Check out this real-life story from LEGO’s customer service department that teaches us to respond in a manner that speaks to the heart of the customer, as well as the heart of the problem.
Today I want to share a great story about how one large company made things with their customer. Before that, here’s an update from a recent blog describing the poor service during a birthday celebration at Disney’s Napa Rose: Having taken the time to call and then email the manager with a detailed account, there’s been zero response some 60 days later. That was a missed opportunity that leaves me thinking that at least this Disney establishment just doesn’t get it.

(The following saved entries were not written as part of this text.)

//! The B+Tree node layout, fragmented value codec, and cursor (§4.5-§4.7).
//!
//! This crate is deliberately ignorant of transactions, locks, and redo —
//! it exposes a [`Tree`] that a single [`Cursor`] can traverse and mutate
//! under its own latching discipline. Everything above that (locking,
//! durability, rollback) lives in `fathom-txn`.

pub mod cursor;
pub mod frag;
pub mod free;
pub mod node;
pub mod tree;

pub use cursor::Cursor;
pub use free::Pager;
pub use tree::Tree;
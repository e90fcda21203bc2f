//! Crash recovery: reopen a database without a clean checkpoint and confirm
//! the redo log brings committed writes back.

use fathom::{Database, DatabaseConfig, DurabilityMode};
use fathom_btree::Cursor;

#[test]
fn recovers_committed_writes_across_an_unclean_reopen() {
    let dir = tempfile::tempdir().unwrap();
    let path = dir.path().join("recover");

    {
        let db = Database::open(DatabaseConfig::new(&path)).unwrap();
        let index = db.open_index("t1").unwrap();

        let txn = db.new_transaction().unwrap();
        txn.set_durability_mode(DurabilityMode::Sync);
        txn.insert(index.index_id, b"a", b"1").unwrap();
        txn.insert(index.index_id, b"b", b"2").unwrap();
        txn.commit().unwrap();

        db.checkpoint().unwrap();

        let txn = db.new_transaction().unwrap();
        txn.set_durability_mode(DurabilityMode::Sync);
        txn.insert(index.index_id, b"c", b"3").unwrap();
        txn.commit().unwrap();

        // Dropped here without another checkpoint: "c" only survives via
        // redo replay, not via the on-disk tree state.
    }

    let db = Database::open(DatabaseConfig::new(&path)).unwrap();
    let index = db.open_index("t1").unwrap();
    for (key, expected) in [(b"a" as &[u8], b"1" as &[u8]), (b"b", b"2"), (b"c", b"3")] {
        let mut cursor = Cursor::new(index.clone());
        assert!(cursor.find(key).unwrap(), "missing key {:?}", key);
        assert_eq!(cursor.get_value().unwrap(), expected);
    }
}

#[test]
fn uncommitted_write_is_undone_if_a_checkpoint_catches_it_open() {
    let dir = tempfile::tempdir().unwrap();
    let path = dir.path().join("inflight");

    {
        let db = Database::open(DatabaseConfig::new(&path)).unwrap();
        let index = db.open_index("t1").unwrap();

        let txn = db.new_transaction().unwrap();
        txn.insert(index.index_id, b"ghost", b"1").unwrap();

        // Checkpoint flushes the retiring epoch's dirty pages regardless of
        // commit status, so "ghost" lands on disk here even though the
        // transaction above never calls commit().
        db.checkpoint().unwrap();
    }

    let db = Database::open(DatabaseConfig::new(&path)).unwrap();
    let index = db.open_index("t1").unwrap();
    let mut cursor = Cursor::new(index);
    assert!(!cursor.find(b"ghost").unwrap());
}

Contrast that with a story of a dad and his son following their purchase of a LEGO set from Star Wars. This one was over 3,000 pieces with a 400-page manual and expensive at $350. That big-time father-son project got interrupted when about two-thirds of the way through they discovered a bag of pieces was missing. Uh-oh. Because it’s a hard-to-find set, the dad couldn’t just go to the store and expect to exchange it.
He contacted LEGO via their website and received the reply shown below:
What Can Doctors Learn From LEGO?
Just reading this reply from a customer service rep made my day. It is packed full of lessons we can take away and use in medical practices:
- They owned the problem and apologized
- They solved the problem by sending out the missing pieces
- They personalized the response
This LEGO employee understood that somebody spending hundreds of dollars on one of their products is a true devotee. They had the freedom to respond in a manner that spoke to the heart of the customer as well as the heart of the problem.
This story, which first appeared in Inc. Magazine’s online edition, ends up being a huge PR coup for the company as the customer service response ends up delighting the customer.
Have you empowered your team members to similarly delight the customer, including when things go wrong? You can’t control everything that happens in a medical practice. Things go wrong, aka service failures. But you can and do control how you respond in those situations. May you make service recovery a priority…and may the Force be with you!